To protest the Roman Catholic Church's position on abortion rights, gay rights, and safe sex education, Navarro dressed as Jesus during an ACT UP event held on December 10, 1989, at Fifth Avenue and St. Patrick's Cathedral. The protest targeted Cardinal John O'Connor who promoted conservative positions on sexual and public health issues in local and national political debates. At the event, Navarro interviewed demonstrators on the street. He protested with the chants: "We're here to say, we want to go to heaven, too!", and "Make sure your second coming is a safe one. Use condoms." The demonstration was included in the documentary Like a Prayer. In 2017, professor and author Anthony Michael Petro called Navarro the "camp superstar" of the documentary. Diva TV founder member Jean Carlomusto remarked in 2002 that Navarro's performance:... was also really powerful because Ray, whose own illness was progressing very quickly, dressed as Jesus Christ that day outside was sort of leading chants outside of St. Pat's. And in his own way, as someone who had grown up Catholic, too, was sort of reclaiming this Christ figure as a revolutionary—use of Christ as someone saying, "Use condoms".

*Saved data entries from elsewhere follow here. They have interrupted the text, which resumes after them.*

use super::transaction::{OrderId, TransactionStatus};
use crate::error::CheckoutError;

/// The only statuses the outcome router accepts. A `PENDING` status does not
/// convert, and an order whose status converts is never polled again.
#[derive(Debug, Clone, Copy, PartialEq, Eq)]
pub enum TerminalStatus {
    Success,
    Failed,
}

impl TryFrom<TransactionStatus> for TerminalStatus {
    type Error = TransactionStatus;

    fn try_from(status: TransactionStatus) -> Result<Self, Self::Error> {
        match status {
            TransactionStatus::Success => Ok(TerminalStatus::Success),
            TransactionStatus::Failed => Ok(TerminalStatus::Failed),
            TransactionStatus::Pending => Err(status),
        }
    }
}

/// Summary of a checkout attempt that reached a navigation.
#[derive(Debug)]
pub struct CheckoutReport {
    pub order_id: OrderId,
    pub status: TerminalStatus,
    /// Why the checkout failed; `None` on success.
    pub failure: Option<CheckoutError>,
    /// Number of status queries issued during reconciliation.
    pub status_queries: u32,
}

impl CheckoutReport {
    pub fn succeeded(&self) -> bool {
        self.status == TerminalStatus::Success
    }
}
use crate::domain::ports::PaymentBackend;
use crate::domain::transaction::{OrderId, SignedPayment, TransactionRequest, TransactionStatus};
use crate::error::BackendError;
use async_trait::async_trait;
use reqwest::{Client, Response};
use serde::Deserialize;
use serde::de::DeserializeOwned;
use std::time::Duration;
use tracing::{debug, error};

pub const CREATE_PAYMENT_PATH: &str = "/payments/create";
pub const STATUS_PATH: &str = "/payments/status";

/// The status endpoint answers either `"PENDING"` or `{"status": "PENDING"}`.
#[derive(Deserialize)]
#[serde(untagged)]
enum StatusBody {
    Bare(TransactionStatus),
    Wrapped { status: TransactionStatus },
}

impl From<StatusBody> for TransactionStatus {
    fn from(body: StatusBody) -> Self {
        match body {
            StatusBody::Bare(status) | StatusBody::Wrapped { status } => status,
        }
    }
}

impl From<reqwest::Error> for BackendError {
    fn from(err: reqwest::Error) -> Self {
        BackendError::Transport(Box::new(err))
    }
}

/// Talks to the volunteer platform's payment endpoints over HTTP.
#[derive(Clone, Debug)]
pub struct HttpPaymentBackend {
    client: Client,
    base_url: String,
}

impl HttpPaymentBackend {
    pub fn new(base_url: &str, timeout: Duration) -> Result<Self, BackendError> {
        let client = Client::builder().timeout(timeout).build()?;

        Ok(Self {
            client,
            base_url: base_url.trim_end_matches('/').to_string(),
        })
    }

    fn url(&self, path: &str) -> String {
        format!("{}{}", self.base_url, path)
    }

    async fn read_json<T: DeserializeOwned>(url: &str, response: Response) -> Result<T, BackendError> {
        let status = response.status();
        debug!(%url, %status, "Backend responded");

        if !status.is_success() {
            let body = response
                .text()
                .await
                .unwrap_or_else(|_| "Unable to read error body".to_string());
            error!(%url, %status, %body, "Backend rejected request");
            return Err(BackendError::Rejected {
                status: status.as_u16(),
                body,
            });
        }

        let bytes = response.bytes().await?;
        serde_json::from_slice(&bytes).map_err(|e| BackendError::Malformed(e.to_string()))
    }
}

#[async_trait]
impl PaymentBackend for HttpPaymentBackend {
    async fn create_payment(
        &self,
        request: &TransactionRequest,
    ) -> Result<SignedPayment, BackendError> {
        let url = self.url(CREATE_PAYMENT_PATH);
        let response = self.client.post(&url).json(request).send().await?;
        Self::read_json(&url, response).await
    }

    async fn transaction_status(
        &self,
        order_id: &OrderId,
    ) -> Result<TransactionStatus, BackendError> {
        let url = format!("{}/{}", self.url(STATUS_PATH), order_id);
        let response = self.client.get(&url).send().await?;
        let body: StatusBody = Self::read_json(&url, response).await?;
        Ok(body.into())
    }
}
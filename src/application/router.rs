use crate::config::Destinations;
use crate::domain::outcome::TerminalStatus;
use crate::domain::ports::NavigatorRef;
use crate::domain::transaction::OrderId;
use std::sync::Mutex;
use tracing::{info, warn};

/// Sends the payer to the success or failure destination, once per order.
///
/// Only the most recently routed order is remembered, so a repeat is caught
/// when it follows its own routing, which is how the flow can repeat one.
pub struct OutcomeRouter {
    navigator: NavigatorRef,
    destinations: Destinations,
    last_routed: Mutex<Option<OrderId>>,
}

impl OutcomeRouter {
    pub fn new(navigator: NavigatorRef, destinations: Destinations) -> Self {
        Self {
            navigator,
            destinations,
            last_routed: Mutex::new(None),
        }
    }

    pub fn destination(&self, status: TerminalStatus) -> &str {
        match status {
            TerminalStatus::Success => &self.destinations.success_url,
            TerminalStatus::Failed => &self.destinations.failure_url,
        }
    }

    /// Navigates for `order_id`. A repeated call for the order routed last is
    /// ignored.
    pub fn route(&self, order_id: &OrderId, status: TerminalStatus) {
        let repeat = {
            let mut last = match self.last_routed.lock() {
                Ok(last) => last,
                Err(poisoned) => poisoned.into_inner(),
            };
            let repeat = last.as_ref() == Some(order_id);
            *last = Some(order_id.clone());
            repeat
        };
        if repeat {
            warn!(%order_id, ?status, "Order already routed; ignoring");
            return;
        }

        let destination = self.destination(status);
        info!(%order_id, ?status, %destination, "Routing checkout outcome");
        self.navigator.navigate(destination);
    }
}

In a 2014 "Revolution" issue of ART21 Magazine, film director Jim Hubbard stated that Navarro exuded "warmth and human connection. He had a great sense of political theater, a wonderful eye, and a mischievous smile that lit up the universe."

In February 1990, Navarro presented an AIDS program at the CineFestival in San Antonio, Texas.

Equipped at the Institute of Contemporary Art, Boston

After Navarro lost his vision due to cytomegalovirus retinitis, an AIDS-related complication, he and Zoe Leonard created a photographic series, Equipped. The series was a triptych of black-and-white photographs each showing a mobility device. Below each framed photograph, a plaque etched with a provocative phrase was displayed—stud walk, hot butt, and third leg. Levine and Calkins believe that the piece is a type of self portrait of Navarro. The frames are painted the same color as many prosthetic devices to reinforce the link between the device and the disabled body. Equipped addresses complexities of disease and its relation to race, sexuality, and class. Levine wrote that the exhibit, "tantalizingly engages issues of sexual fetishism and desirability in disability".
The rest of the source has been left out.